Towards Backdoor Stealthiness in Model Parameter Space

TL;DR

This paper reveals that backdoor attacks stealthy in input and feature spaces can be detected in parameter space, and introduces Grond, a novel supply-chain attack that enhances stealthiness and effectiveness across multiple defenses.

Contribution

It uncovers a vulnerability in current backdoor attacks in parameter space and proposes Grond with ABI to improve stealthiness and attack success against diverse defenses.

Findings

Backdoor attacks in parameter space can be mitigated by examining model parameters.

Grond outperforms existing attacks against state-of-the-art defenses on multiple datasets.
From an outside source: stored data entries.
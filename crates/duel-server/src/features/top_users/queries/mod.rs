pub mod list_top_users;

pub use list_top_users::{ListTopUsersError, TOP_USERS_LIMIT};
//! Database access for the read API

pub mod user_stats;

pub use user_stats::{PgUserStatsStore, UserStatsStore};
//! Duel Server - Main entry point

use anyhow::{Context, Result};
use duel_common::db::{create_pool, DbConfig};
use duel_common::logging::{init_logging, LogConfig};
use duel_server::{api, config::Config};
use tracing::info;

#[tokio::main]
async fn main() -> Result<()> {
    dotenvy::dotenv().ok();

    // Environment variables take precedence over these defaults
    let log_config = LogConfig::builder()
        .log_file_prefix("duel-server")
        .filter_directives("duel_server=debug,tower_http=debug,sqlx=warn")
        .build()
        .merge_env()?;

    let _guard = init_logging(&log_config)?;

    info!("Starting Duel Server");

    let config = Config::load()?;
    info!(
        "Configuration loaded - server will bind to {}",
        config.bind_address()
    );

    let pool = create_pool(&DbConfig::from_env()?)
        .await
        .context("Failed to connect to the database")?;

    api::serve(config, pool.clone()).await?;

    pool.close().await;
    info!("Server shut down gracefully");

    Ok(())
}
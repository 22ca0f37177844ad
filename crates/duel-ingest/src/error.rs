use std::path::PathBuf;
use thiserror::Error;

use crate::repair::RepairError;
use crate::schema::{SchemaError, ValidationIssue};
use crate::store::StoreError;

/// Why a single file was not persisted
///
/// Never escapes the ingestor as a batch failure; the driver only counts it.
#[derive(Debug, Error)]
pub enum IngestError {
    #[error("failed to read {file}: {source}")]
    Read {
        file: String,
        #[source]
        source: std::io::Error,
    },

    #[error("failed to parse {file}: {source}")]
    Parse {
        file: String,
        #[source]
        source: RepairError,
    },

    #[error("{file} failed validation with {} error(s)", issues.len())]
    Validation {
        file: String,
        issues: Vec<ValidationIssue>,
    },

    #[error("failed to store {file}: {source}")]
    Store {
        file: String,
        #[source]
        source: StoreError,
    },
}

impl IngestError {
    pub fn file(&self) -> &str {
        match self {
            Self::Read { file, .. }
            | Self::Parse { file, .. }
            | Self::Validation { file, .. }
            | Self::Store { file, .. } => file,
        }
    }
}

/// Failures that stop the whole batch
#[derive(Debug, Error)]
pub enum BatchError {
    #[error("failed to list input directory {}: {source}", path.display())]
    ListDir {
        path: PathBuf,
        #[source]
        source: std::io::Error,
    },

    #[error("failed to initialise record store schema: {0}")]
    Schema(#[source] StoreError),

    #[error(transparent)]
    Validator(#[from] SchemaError),
}
//! Duel Common Library
#![deny(clippy::unwrap_used, clippy::expect_used)]
//!
//! Shared error handling, logging and database utilities for the Duel workspace.
//!
//! # Overview
//!
//! - **Error Handling**: the workspace-wide [`DuelError`] and [`Result`] alias
//! - **Logging**: `tracing` subscriber setup driven by `LOG_*` environment variables
//! - **Database**: PostgreSQL pool configuration shared by the ingester and the server
//!
//! # Example
//!
//! ```no_run
//! use duel_common::db::{create_pool, DbConfig};
//! use duel_common::logging::{init_logging, LogConfig};
//!
//! #[tokio::main]
//! async fn main() -> anyhow::Result<()> {
//!     init_logging(&LogConfig::from_env()?)?;
//!     let pool = create_pool(&DbConfig::from_env()?).await?;
//!     tracing::info!(size = pool.size(), "Connected");
//!     Ok(())
//! }
//! ```

pub mod db;
pub mod error;
pub mod logging;

// Re-export commonly used types
pub use error::{DuelError, Result};
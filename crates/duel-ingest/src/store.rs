//! Record store interface
//!
//! The batch driver only sees [`RecordStore`]; [`PgRecordStore`] is the PostgreSQL
//! implementation used by the binary. Tests substitute an in-memory recorder.

use async_trait::async_trait;
use sqlx::PgPool;
use std::path::PathBuf;
use thiserror::Error;

use crate::models::FlatUserRecord;

#[derive(Debug, Error)]
pub enum StoreError {
    #[error("failed to read schema file {}: {source}", path.display())]
    SchemaFile {
        path: PathBuf,
        #[source]
        source: std::io::Error,
    },

    #[error("database error: {0}")]
    Database(#[from] sqlx::Error),
}

/// Persistence boundary for flattened user rows
#[async_trait]
pub trait RecordStore: Send + Sync {
    /// Apply the table definition; safe to call on an initialised database
    async fn init_schema(&self) -> Result<(), StoreError>;

    /// Insert one row; each call is independent and durable on return
    async fn insert(&self, record: &FlatUserRecord) -> Result<(), StoreError>;
}

const INSERT_USER: &str = r#"
    INSERT INTO users (
        filename, user_id, name, email, instagram_handle, tiktok_handle,
        joined_at, program_id, brand, total_sales_attributed, task_id, platform,
        post_url, likes, comments, shares, reach
    ) VALUES (
        $1, $2, $3, $4, $5, $6, $7, $8, $9, $10, $11, $12, $13, $14, $15, $16, $17
    )
"#;

pub struct PgRecordStore {
    pool: PgPool,
    schema_path: PathBuf,
}

impl PgRecordStore {
    pub fn new(pool: PgPool, schema_path: impl Into<PathBuf>) -> Self {
        Self {
            pool,
            schema_path: schema_path.into(),
        }
    }
}

#[async_trait]
impl RecordStore for PgRecordStore {
    async fn init_schema(&self) -> Result<(), StoreError> {
        let ddl = tokio::fs::read_to_string(&self.schema_path)
            .await
            .map_err(|source| StoreError::SchemaFile {
                path: self.schema_path.clone(),
                source,
            })?;

        sqlx::raw_sql(&ddl).execute(&self.pool).await?;

        tracing::info!(schema = %self.schema_path.display(), "Database schema applied");
        Ok(())
    }

    async fn insert(&self, record: &FlatUserRecord) -> Result<(), StoreError> {
        sqlx::query(INSERT_USER)
            .bind(&record.file_name)
            .bind(&record.user_id)
            .bind(&record.name)
            .bind(&record.email)
            .bind(&record.instagram_handle)
            .bind(&record.tiktok_handle)
            .bind(record.joined_at)
            .bind(&record.program_id)
            .bind(&record.brand)
            .bind(record.total_sales_attributed)
            .bind(&record.task_id)
            .bind(&record.platform)
            .bind(&record.post_url)
            .bind(record.likes)
            .bind(record.comments)
            .bind(record.shares)
            .bind(record.reach)
            .execute(&self.pool)
            .await?;

        Ok(())
    }
}
//! Batch driver
//!
//! Lists the input directory once, applies the schema, then feeds every file through
//! [`FileIngestor::process`]. Only listing and schema setup can fail the batch; per-file
//! failures are counted in the [`BatchSummary`].

use futures::stream::{self, StreamExt};
use indicatif::{ProgressBar, ProgressStyle};
use serde::Serialize;
use std::path::{Path, PathBuf};
use std::sync::Arc;
use std::time::{Duration, Instant};

use crate::config::IngestConfig;
use crate::error::BatchError;
use crate::ingestor::{FileIngestor, FileOutcome};
use crate::repair::ParseOutcome;
use crate::schema::UserFileValidator;
use crate::store::RecordStore;

/// Totals for one run; `files_attempted` counts every listed file
#[derive(Debug, Clone, Default, PartialEq, Eq, Serialize)]
pub struct BatchSummary {
    pub files_attempted: usize,
    pub inserted: usize,
    pub repaired: usize,
    pub read_failures: usize,
    pub parse_failures: usize,
    pub validation_failures: usize,
    pub store_failures: usize,
    #[serde(skip)]
    pub elapsed: Duration,
}

impl BatchSummary {
    pub fn record(&mut self, outcome: FileOutcome) {
        self.files_attempted += 1;
        match outcome {
            FileOutcome::Inserted(parse) => {
                self.inserted += 1;
                if parse == ParseOutcome::Repaired {
                    self.repaired += 1;
                }
            },
            FileOutcome::ReadFailed => self.read_failures += 1,
            FileOutcome::ParseFailed => self.parse_failures += 1,
            FileOutcome::ValidationFailed => self.validation_failures += 1,
            FileOutcome::StoreFailed => self.store_failures += 1,
        }
    }

    pub fn failed(&self) -> usize {
        self.files_attempted - self.inserted
    }
}

/// Files in `dir` ending in `.{extension}`, skipping hidden entries, at most `max_files`
///
/// Order is whatever the filesystem enumeration yields.
pub async fn list_input_files(
    dir: &Path,
    extension: &str,
    max_files: usize,
) -> Result<Vec<PathBuf>, BatchError> {
    let list_err = |source| BatchError::ListDir {
        path: dir.to_path_buf(),
        source,
    };

    let suffix = format!(".{}", extension);
    let mut entries = tokio::fs::read_dir(dir).await.map_err(list_err)?;
    let mut files = Vec::new();

    while files.len() < max_files {
        let Some(entry) = entries.next_entry().await.map_err(list_err)? else {
            break;
        };

        let name = entry.file_name();
        let name = name.to_string_lossy();
        if name.starts_with('.') || !name.ends_with(&suffix) {
            continue;
        }

        files.push(entry.path());
    }

    Ok(files)
}

pub struct BatchDriver {
    config: IngestConfig,
    store: Arc<dyn RecordStore>,
    ingestor: FileIngestor,
}

impl BatchDriver {
    pub fn new(
        config: IngestConfig,
        validator: Arc<UserFileValidator>,
        store: Arc<dyn RecordStore>,
    ) -> Self {
        let ingestor = FileIngestor::new(validator, store.clone());
        Self {
            config,
            store,
            ingestor,
        }
    }

    pub async fn run(&self) -> Result<BatchSummary, BatchError> {
        let started = Instant::now();

        self.store.init_schema().await.map_err(BatchError::Schema)?;

        let files = list_input_files(
            &self.config.data_dir,
            &self.config.file_extension,
            self.config.max_files,
        )
        .await?;

        tracing::info!(
            files = files.len(),
            dir = %self.config.data_dir.display(),
            concurrency = self.config.concurrency,
            "Starting import"
        );

        let progress = self.progress_bar(files.len() as u64);

        let mut summary = stream::iter(files)
            .map(|path| {
                let ingestor = &self.ingestor;
                async move { ingestor.process(&path).await }
            })
            .buffer_unordered(self.config.concurrency)
            .fold(BatchSummary::default(), |mut summary, outcome| {
                progress.inc(1);
                summary.record(outcome);
                async move { summary }
            })
            .await;

        progress.finish_and_clear();
        summary.elapsed = started.elapsed();

        tracing::info!(
            inserted = summary.inserted,
            repaired = summary.repaired,
            read_failures = summary.read_failures,
            parse_failures = summary.parse_failures,
            validation_failures = summary.validation_failures,
            store_failures = summary.store_failures,
            "Finished importing {} JSON files to the database in {:.2?}",
            summary.files_attempted,
            summary.elapsed
        );

        Ok(summary)
    }

    fn progress_bar(&self, total: u64) -> ProgressBar {
        if !self.config.show_progress {
            return ProgressBar::hidden();
        }

        let bar = ProgressBar::new(total);
        if let Ok(style) = ProgressStyle::default_bar()
            .template("{spinner:.green} [{elapsed_precise}] [{wide_bar:.cyan/blue}] {pos}/{len} ({eta})")
        {
            bar.set_style(style.progress_chars("#>-"));
        }
        bar
    }
}
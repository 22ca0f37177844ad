//! Configuration management

use serde::{Deserialize, Serialize};

// ============================================================================
// Server Configuration Constants
// ============================================================================

/// Default server host binding.
pub const DEFAULT_SERVER_HOST: &str = "127.0.0.1";

/// Default server port.
pub const DEFAULT_SERVER_PORT: u16 = 3000;

/// Default shutdown timeout in seconds.
pub const DEFAULT_SHUTDOWN_TIMEOUT_SECS: u64 = 30;

/// Server configuration
///
/// Database settings live in [`duel_common::db::DbConfig`].
#[derive(Debug, Clone, Serialize, Deserialize)]
pub struct Config {
    pub server: ServerConfig,
    pub cors: CorsConfig,
}

/// Server-specific configuration
#[derive(Debug, Clone, Serialize, Deserialize)]
pub struct ServerConfig {
    pub host: String,
    pub port: u16,
    pub shutdown_timeout_secs: u64,
}

/// CORS configuration
///
/// An empty origin list (or `*`) allows any origin.
#[derive(Debug, Clone, Serialize, Deserialize)]
pub struct CorsConfig {
    pub allowed_origins: Vec<String>,
    pub allow_credentials: bool,
}

impl Config {
    /// Load configuration from environment and defaults
    pub fn load() -> anyhow::Result<Self> {
        dotenvy::dotenv().ok();

        let config = Config {
            server: ServerConfig {
                host: std::env::var("DUEL_HOST")
                    .unwrap_or_else(|_| DEFAULT_SERVER_HOST.to_string()),
                port: env_parse("DUEL_PORT")?.unwrap_or(DEFAULT_SERVER_PORT),
                shutdown_timeout_secs: env_parse("DUEL_SHUTDOWN_TIMEOUT")?
                    .unwrap_or(DEFAULT_SHUTDOWN_TIMEOUT_SECS),
            },
            cors: CorsConfig {
                allowed_origins: std::env::var("CORS_ALLOWED_ORIGINS")
                    .map(|raw| {
                        raw.split(',')
                            .map(|s| s.trim().to_string())
                            .filter(|s| !s.is_empty())
                            .collect()
                    })
                    .unwrap_or_default(),
                allow_credentials: env_parse("CORS_ALLOW_CREDENTIALS")?.unwrap_or(false),
            },
        };

        config.validate()?;

        Ok(config)
    }

    /// Validate configuration
    pub fn validate(&self) -> anyhow::Result<()> {
        if self.server.port == 0 {
            anyhow::bail!("Server port must be greater than 0");
        }

        if self.server.host.trim().is_empty() {
            anyhow::bail!("Server host cannot be empty");
        }

        if self.cors.allow_credentials && self.cors.allows_any_origin() {
            anyhow::bail!("CORS_ALLOW_CREDENTIALS requires explicit CORS_ALLOWED_ORIGINS");
        }

        Ok(())
    }

    pub fn bind_address(&self) -> String {
        format!("{}:{}", self.server.host, self.server.port)
    }
}

impl CorsConfig {
    pub fn allows_any_origin(&self) -> bool {
        self.allowed_origins.is_empty() || self.allowed_origins.iter().any(|o| o == "*")
    }
}

impl Default for Config {
    fn default() -> Self {
        Self {
            server: ServerConfig {
                host: DEFAULT_SERVER_HOST.to_string(),
                port: DEFAULT_SERVER_PORT,
                shutdown_timeout_secs: DEFAULT_SHUTDOWN_TIMEOUT_SECS,
            },
            cors: CorsConfig {
                allowed_origins: Vec::new(),
                allow_credentials: false,
            },
        }
    }
}

fn env_parse<T: std::str::FromStr>(name: &str) -> anyhow::Result<Option<T>> {
    match std::env::var(name) {
        Ok(raw) => match raw.trim().parse() {
            Ok(value) => Ok(Some(value)),
            Err(_) => anyhow::bail!("{} has an invalid value: '{}'", name, raw),
        },
        Err(_) => Ok(None),
    }
}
ABI enhances the effectiveness of various backdoor attacks.

Abstract

Recent research on backdoor stealthiness focuses mainly on indistinguishable triggers in input space and inseparable backdoor representations in feature space, aiming to circumvent backdoor defenses that examine these respective spaces. However, existing backdoor attacks are typically designed to resist a specific type of backdoor defense without considering the diverse range of defense mechanisms. Based on this observation, we pose a natural question: Are current backdoor attacks truly a real-world threat when facing diverse practical defenses? To answer this question, we examine 12 common backdoor attacks that focus on input-space or feature-space stealthiness and 17 diverse representative defenses. Surprisingly, we reveal a critical blind spot: Backdoor attacks designed to be stealthy in input and feature spaces can be mitigated by examining backdoored models in parameter space. To investigate the underlying causes behind this common vulnerability, we study the characteristics of backdoor attacks in the parameter space. Notably, we find that input- and feature-space attacks introduce prominent backdoor-related neurons in parameter space, which are not thoroughly considered by current backdoor attacks. Taking comprehensive stealthiness into account, we propose a novel supply-chain attack called Grond. Grond limits the parameter changes by a simple yet effective module, Adversarial Backdoor Injection (ABI), which adaptively increases the parameter-space stealthiness during the backdoor injection. Extensive experiments demonstrate that Grond outperforms all 12 backdoor attacks against state-of-the-art (including adaptive) defenses on CIFAR-10, GTSRB, and a subset of ImageNet. In addition, we show that ABI consistently improves the effectiveness of common backdoor attacks.